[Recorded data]
------------------------
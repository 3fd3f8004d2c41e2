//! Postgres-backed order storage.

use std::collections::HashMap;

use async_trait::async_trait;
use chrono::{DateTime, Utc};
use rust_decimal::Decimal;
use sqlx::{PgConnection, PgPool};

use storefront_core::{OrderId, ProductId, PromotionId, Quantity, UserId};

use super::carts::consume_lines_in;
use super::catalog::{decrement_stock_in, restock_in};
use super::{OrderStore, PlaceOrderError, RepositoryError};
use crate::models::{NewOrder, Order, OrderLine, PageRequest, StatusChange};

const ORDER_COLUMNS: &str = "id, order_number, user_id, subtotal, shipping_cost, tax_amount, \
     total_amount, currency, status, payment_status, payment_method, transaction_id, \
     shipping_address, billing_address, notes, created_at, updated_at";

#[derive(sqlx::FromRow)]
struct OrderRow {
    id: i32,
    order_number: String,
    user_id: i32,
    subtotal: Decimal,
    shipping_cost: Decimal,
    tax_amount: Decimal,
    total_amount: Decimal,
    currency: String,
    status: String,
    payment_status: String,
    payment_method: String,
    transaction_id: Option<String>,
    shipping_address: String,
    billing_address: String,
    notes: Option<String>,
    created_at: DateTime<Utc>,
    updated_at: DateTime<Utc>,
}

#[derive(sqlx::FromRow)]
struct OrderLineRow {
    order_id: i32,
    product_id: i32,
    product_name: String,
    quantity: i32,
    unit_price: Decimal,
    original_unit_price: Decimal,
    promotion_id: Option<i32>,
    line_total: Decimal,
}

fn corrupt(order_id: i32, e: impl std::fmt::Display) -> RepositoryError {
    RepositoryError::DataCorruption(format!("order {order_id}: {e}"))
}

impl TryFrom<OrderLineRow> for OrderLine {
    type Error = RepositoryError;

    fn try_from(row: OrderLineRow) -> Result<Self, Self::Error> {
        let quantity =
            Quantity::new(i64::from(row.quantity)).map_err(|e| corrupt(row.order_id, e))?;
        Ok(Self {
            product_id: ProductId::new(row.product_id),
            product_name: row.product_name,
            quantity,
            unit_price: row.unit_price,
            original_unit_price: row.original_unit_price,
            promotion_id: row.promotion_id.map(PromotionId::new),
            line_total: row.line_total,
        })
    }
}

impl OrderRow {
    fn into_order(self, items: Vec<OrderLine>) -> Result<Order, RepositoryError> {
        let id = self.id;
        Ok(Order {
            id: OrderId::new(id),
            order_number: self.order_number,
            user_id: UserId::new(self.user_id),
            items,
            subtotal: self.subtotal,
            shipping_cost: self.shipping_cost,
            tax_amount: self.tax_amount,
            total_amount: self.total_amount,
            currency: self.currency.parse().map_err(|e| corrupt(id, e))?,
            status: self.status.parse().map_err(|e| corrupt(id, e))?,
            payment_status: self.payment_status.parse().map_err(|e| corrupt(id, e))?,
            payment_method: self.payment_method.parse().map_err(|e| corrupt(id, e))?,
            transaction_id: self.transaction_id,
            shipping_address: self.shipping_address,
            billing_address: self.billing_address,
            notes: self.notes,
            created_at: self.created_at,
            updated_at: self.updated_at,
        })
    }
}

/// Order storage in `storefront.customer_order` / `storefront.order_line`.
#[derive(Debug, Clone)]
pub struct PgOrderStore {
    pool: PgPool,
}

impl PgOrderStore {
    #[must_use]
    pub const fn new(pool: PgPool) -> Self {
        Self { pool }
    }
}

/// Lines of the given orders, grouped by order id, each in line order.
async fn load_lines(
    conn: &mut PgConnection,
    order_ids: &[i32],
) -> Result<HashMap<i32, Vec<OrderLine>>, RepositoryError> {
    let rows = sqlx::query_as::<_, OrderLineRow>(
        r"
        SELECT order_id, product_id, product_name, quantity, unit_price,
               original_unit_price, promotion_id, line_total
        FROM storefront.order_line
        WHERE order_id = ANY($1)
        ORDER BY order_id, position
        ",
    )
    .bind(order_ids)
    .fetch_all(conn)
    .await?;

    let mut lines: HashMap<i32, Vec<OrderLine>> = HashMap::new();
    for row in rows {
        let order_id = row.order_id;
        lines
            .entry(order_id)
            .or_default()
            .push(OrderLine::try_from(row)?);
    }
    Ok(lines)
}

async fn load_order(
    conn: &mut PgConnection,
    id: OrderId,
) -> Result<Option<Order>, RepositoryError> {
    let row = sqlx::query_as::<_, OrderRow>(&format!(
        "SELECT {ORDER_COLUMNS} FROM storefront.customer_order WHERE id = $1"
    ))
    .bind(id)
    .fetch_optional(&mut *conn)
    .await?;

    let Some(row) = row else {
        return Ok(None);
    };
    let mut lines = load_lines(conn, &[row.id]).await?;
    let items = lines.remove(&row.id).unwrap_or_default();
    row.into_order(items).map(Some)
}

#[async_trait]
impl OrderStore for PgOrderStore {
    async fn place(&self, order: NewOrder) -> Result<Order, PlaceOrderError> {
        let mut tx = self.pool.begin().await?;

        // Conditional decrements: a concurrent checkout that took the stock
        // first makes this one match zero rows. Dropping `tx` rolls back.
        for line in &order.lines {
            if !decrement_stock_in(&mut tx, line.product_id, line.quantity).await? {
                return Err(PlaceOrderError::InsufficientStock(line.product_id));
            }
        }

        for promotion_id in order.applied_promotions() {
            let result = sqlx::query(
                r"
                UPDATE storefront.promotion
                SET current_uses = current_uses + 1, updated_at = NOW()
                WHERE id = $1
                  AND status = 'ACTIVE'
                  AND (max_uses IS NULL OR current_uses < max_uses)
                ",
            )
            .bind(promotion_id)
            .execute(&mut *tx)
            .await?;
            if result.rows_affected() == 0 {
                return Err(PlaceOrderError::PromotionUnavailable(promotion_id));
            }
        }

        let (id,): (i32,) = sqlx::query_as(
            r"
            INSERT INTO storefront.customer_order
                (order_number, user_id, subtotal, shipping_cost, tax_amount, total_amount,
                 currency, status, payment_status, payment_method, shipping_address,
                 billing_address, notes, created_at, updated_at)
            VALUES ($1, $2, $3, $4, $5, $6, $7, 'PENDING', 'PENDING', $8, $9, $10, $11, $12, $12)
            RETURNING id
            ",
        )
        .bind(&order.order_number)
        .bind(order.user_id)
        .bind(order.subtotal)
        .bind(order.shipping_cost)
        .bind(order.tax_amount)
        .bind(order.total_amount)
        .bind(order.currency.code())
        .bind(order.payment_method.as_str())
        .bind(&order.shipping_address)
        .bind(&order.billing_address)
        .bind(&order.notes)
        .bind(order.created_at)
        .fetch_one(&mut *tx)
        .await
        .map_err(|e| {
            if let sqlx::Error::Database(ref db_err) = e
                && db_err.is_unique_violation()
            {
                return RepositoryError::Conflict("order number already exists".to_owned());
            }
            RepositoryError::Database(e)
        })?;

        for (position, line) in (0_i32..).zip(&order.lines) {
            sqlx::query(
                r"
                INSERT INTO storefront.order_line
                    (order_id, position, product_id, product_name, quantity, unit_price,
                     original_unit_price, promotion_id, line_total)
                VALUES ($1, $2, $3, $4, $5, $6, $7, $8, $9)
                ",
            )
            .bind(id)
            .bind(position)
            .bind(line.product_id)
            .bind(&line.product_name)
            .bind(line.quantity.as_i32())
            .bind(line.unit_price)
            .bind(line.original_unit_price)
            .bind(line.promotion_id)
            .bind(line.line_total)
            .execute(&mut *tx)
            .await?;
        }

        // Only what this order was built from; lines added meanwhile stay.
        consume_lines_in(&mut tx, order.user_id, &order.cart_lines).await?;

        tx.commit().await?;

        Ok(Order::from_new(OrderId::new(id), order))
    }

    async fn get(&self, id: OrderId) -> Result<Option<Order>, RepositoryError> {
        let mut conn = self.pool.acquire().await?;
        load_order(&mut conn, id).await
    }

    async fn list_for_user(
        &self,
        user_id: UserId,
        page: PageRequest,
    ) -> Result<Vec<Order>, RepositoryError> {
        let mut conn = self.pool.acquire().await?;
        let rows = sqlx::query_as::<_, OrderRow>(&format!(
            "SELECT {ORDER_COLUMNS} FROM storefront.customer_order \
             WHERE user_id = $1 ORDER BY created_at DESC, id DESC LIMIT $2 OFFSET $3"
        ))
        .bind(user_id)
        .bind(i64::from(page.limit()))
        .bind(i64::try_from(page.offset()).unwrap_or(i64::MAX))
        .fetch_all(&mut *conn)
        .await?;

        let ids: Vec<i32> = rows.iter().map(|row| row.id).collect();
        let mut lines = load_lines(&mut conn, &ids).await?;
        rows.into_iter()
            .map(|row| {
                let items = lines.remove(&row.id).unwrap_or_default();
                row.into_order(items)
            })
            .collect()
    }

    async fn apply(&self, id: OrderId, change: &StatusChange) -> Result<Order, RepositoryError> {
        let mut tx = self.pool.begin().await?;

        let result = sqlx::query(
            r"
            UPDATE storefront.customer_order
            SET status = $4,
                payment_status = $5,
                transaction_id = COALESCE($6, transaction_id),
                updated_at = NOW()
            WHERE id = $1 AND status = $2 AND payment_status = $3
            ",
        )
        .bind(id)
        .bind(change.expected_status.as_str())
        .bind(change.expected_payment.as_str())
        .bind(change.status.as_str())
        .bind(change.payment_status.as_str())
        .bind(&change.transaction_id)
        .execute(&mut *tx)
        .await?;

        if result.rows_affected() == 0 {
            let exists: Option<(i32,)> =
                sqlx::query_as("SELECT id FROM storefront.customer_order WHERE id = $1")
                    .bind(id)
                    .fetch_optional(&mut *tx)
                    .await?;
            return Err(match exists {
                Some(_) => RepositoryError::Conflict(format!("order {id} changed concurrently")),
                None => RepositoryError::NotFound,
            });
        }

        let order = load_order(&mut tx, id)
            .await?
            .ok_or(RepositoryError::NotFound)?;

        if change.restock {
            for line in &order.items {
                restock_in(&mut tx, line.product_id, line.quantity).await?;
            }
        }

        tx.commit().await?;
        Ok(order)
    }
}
------------------------
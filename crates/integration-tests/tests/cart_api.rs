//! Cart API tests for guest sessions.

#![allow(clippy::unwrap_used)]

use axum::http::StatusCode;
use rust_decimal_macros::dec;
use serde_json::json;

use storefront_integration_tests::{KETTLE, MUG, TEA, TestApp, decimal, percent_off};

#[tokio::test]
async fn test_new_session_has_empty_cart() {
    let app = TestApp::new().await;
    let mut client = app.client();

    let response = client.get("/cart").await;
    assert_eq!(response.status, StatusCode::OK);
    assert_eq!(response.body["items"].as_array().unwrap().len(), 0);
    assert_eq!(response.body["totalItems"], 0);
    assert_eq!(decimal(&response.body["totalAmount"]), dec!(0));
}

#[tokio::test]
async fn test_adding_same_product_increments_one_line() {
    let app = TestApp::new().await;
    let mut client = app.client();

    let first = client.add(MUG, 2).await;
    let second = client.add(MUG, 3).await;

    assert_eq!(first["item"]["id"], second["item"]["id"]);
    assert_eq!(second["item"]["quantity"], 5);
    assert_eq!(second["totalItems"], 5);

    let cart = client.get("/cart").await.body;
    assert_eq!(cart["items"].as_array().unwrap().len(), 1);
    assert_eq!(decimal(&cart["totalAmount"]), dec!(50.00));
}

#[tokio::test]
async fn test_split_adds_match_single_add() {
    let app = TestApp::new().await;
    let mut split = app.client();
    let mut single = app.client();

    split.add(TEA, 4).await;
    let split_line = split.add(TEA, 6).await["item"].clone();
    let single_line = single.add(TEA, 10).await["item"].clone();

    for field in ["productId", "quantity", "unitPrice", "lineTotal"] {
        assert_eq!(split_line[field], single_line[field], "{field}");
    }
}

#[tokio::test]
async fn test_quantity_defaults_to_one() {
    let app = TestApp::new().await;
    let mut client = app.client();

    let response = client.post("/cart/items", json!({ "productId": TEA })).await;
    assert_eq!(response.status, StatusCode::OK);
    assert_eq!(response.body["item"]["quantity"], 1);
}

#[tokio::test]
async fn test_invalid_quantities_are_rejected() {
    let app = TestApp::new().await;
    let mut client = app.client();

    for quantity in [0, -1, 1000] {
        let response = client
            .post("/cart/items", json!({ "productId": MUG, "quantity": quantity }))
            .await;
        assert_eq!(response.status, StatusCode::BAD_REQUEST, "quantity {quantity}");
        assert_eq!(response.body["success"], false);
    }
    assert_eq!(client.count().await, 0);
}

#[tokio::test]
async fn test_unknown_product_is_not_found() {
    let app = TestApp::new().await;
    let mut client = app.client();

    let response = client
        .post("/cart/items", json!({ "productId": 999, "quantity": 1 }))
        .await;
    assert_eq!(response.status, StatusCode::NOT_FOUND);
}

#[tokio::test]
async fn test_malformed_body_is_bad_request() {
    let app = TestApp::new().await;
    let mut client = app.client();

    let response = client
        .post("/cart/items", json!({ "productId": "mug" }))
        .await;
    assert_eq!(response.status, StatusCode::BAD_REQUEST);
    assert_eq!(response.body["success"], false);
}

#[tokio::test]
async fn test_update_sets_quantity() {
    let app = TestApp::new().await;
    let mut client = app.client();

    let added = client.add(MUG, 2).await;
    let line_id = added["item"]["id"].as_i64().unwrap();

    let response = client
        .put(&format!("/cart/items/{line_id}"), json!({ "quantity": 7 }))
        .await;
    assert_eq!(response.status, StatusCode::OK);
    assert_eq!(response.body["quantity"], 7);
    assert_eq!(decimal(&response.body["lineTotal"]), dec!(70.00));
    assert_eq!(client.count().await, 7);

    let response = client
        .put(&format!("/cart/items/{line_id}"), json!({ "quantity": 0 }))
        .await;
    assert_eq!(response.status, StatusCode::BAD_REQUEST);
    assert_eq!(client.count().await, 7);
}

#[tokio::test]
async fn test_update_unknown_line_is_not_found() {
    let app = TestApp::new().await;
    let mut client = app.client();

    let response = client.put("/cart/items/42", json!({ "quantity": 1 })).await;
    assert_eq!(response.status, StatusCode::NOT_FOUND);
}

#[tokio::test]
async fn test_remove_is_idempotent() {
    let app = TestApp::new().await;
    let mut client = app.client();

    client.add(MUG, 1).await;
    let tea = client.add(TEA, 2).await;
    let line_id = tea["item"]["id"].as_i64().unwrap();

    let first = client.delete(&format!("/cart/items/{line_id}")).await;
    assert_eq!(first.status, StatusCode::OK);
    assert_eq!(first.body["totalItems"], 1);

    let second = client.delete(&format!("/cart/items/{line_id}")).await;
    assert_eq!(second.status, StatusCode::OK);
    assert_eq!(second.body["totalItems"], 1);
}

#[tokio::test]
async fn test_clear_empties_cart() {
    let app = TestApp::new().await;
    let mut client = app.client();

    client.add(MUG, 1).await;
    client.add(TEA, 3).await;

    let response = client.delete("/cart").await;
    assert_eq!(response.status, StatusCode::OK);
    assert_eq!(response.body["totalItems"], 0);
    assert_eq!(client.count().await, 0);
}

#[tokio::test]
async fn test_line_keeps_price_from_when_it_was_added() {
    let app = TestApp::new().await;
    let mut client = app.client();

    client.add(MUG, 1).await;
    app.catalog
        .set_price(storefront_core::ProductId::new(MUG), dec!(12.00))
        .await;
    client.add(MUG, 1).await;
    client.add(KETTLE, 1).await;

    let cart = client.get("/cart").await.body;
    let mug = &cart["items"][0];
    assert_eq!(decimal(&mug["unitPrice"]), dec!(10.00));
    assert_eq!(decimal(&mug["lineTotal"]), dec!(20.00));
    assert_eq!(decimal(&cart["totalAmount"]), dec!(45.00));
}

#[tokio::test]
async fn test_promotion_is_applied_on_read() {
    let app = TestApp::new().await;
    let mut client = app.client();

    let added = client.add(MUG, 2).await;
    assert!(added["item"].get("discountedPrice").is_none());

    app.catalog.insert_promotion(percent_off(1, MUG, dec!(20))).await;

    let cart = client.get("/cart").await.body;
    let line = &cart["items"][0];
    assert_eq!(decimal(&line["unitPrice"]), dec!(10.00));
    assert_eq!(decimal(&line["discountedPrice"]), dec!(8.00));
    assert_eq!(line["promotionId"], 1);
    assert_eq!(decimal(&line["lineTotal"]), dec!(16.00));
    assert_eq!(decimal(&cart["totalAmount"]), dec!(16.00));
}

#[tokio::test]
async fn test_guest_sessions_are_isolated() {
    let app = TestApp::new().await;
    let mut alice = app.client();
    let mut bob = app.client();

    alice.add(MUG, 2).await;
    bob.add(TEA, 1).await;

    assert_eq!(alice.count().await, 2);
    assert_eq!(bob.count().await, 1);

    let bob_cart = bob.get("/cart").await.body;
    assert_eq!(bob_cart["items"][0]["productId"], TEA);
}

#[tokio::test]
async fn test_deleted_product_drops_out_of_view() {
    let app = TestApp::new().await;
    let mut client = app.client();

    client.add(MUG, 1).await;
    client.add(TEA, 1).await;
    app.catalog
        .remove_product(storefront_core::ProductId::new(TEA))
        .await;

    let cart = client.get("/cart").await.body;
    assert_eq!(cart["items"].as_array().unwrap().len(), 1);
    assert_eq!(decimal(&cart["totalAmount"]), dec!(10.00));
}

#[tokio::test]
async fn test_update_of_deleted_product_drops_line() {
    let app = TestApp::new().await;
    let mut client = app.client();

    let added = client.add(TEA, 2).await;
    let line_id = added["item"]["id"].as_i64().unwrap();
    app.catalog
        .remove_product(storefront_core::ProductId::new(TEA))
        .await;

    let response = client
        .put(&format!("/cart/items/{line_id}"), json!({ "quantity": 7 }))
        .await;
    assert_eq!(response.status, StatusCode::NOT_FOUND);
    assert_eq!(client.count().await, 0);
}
------------------------
- **Your assignment**
An exact copy of the lines above, from the one containing "added meanwhile stay." down to the one containing "id FROM storefront.customer_order" and including both, is the whole answer; retype it and nothing else.

- **Expected answer**
        // Only what this order was built from; lines added meanwhile stay.
        consume_lines_in(&mut tx, order.user_id, &order.cart_lines).await?;

        tx.commit().await?;

        Ok(Order::from_new(OrderId::new(id), order))
    }

    async fn get(&self, id: OrderId) -> Result<Option<Order>, RepositoryError> {
        let mut conn = self.pool.acquire().await?;
        load_order(&mut conn, id).await
    }

    async fn list_for_user(
        &self,
        user_id: UserId,
        page: PageRequest,
    ) -> Result<Vec<Order>, RepositoryError> {
        let mut conn = self.pool.acquire().await?;
        let rows = sqlx::query_as::<_, OrderRow>(&format!(
            "SELECT {ORDER_COLUMNS} FROM storefront.customer_order \
             WHERE user_id = $1 ORDER BY created_at DESC, id DESC LIMIT $2 OFFSET $3"
        ))
        .bind(user_id)
        .bind(i64::from(page.limit()))
        .bind(i64::try_from(page.offset()).unwrap_or(i64::MAX))
        .fetch_all(&mut *conn)
        .await?;

        let ids: Vec<i32> = rows.iter().map(|row| row.id).collect();
        let mut lines = load_lines(&mut conn, &ids).await?;
        rows.into_iter()
            .map(|row| {
                let items = lines.remove(&row.id).unwrap_or_default();
                row.into_order(items)
            })
            .collect()
    }

    async fn apply(&self, id: OrderId, change: &StatusChange) -> Result<Order, RepositoryError> {
        let mut tx = self.pool.begin().await?;

        let result = sqlx::query(
            r"
            UPDATE storefront.customer_order
            SET status = $4,
                payment_status = $5,
                transaction_id = COALESCE($6, transaction_id),
                updated_at = NOW()
            WHERE id = $1 AND status = $2 AND payment_status = $3
            ",
        )
        .bind(id)
        .bind(change.expected_status.as_str())
        .bind(change.expected_payment.as_str())
        .bind(change.status.as_str())
        .bind(change.payment_status.as_str())
        .bind(&change.transaction_id)
        .execute(&mut *tx)
        .await?;

        if result.rows_affected() == 0 {
            let exists: Option<(i32,)> =
                sqlx::query_as("SELECT id FROM storefront.customer_order WHERE id = $1")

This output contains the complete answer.